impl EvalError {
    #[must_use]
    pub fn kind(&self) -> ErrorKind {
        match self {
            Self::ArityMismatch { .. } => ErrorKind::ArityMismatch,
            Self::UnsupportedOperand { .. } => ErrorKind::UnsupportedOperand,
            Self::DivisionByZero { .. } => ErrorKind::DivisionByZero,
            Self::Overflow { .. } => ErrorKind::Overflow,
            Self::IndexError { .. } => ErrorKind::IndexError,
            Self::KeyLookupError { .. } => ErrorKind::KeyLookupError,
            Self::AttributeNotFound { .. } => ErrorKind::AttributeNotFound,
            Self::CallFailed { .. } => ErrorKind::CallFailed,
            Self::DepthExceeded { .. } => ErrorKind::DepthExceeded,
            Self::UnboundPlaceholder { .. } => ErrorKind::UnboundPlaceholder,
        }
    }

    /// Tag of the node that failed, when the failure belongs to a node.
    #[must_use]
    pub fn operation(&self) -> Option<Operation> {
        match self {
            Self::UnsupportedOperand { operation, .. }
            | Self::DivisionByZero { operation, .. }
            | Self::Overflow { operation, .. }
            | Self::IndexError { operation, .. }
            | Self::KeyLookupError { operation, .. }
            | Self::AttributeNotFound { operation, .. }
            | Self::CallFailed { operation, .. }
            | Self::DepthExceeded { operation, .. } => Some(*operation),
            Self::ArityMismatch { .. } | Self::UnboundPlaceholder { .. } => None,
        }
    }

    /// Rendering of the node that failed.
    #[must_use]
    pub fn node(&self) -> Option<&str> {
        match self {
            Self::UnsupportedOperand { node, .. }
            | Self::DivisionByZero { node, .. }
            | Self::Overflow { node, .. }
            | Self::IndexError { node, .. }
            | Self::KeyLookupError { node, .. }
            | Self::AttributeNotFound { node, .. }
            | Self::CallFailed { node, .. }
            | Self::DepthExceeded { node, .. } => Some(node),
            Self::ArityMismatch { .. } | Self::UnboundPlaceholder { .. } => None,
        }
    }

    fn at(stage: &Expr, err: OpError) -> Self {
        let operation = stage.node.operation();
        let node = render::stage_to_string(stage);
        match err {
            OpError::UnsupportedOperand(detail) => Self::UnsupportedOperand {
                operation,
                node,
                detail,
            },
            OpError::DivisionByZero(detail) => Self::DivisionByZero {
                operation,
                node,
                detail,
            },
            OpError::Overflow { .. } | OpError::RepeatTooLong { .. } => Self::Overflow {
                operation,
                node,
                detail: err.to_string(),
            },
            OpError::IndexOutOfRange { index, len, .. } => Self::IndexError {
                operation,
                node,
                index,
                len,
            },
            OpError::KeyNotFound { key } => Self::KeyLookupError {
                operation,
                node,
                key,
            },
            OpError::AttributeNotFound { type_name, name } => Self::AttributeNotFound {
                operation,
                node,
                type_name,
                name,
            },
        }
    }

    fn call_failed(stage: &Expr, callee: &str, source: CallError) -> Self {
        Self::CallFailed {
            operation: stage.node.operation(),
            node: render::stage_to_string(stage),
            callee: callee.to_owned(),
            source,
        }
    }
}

YOUR OBJECTIVE:
For the listing above, state how many lines include the word "DivisionByZero", and give only the number.

TASK RESULT:
4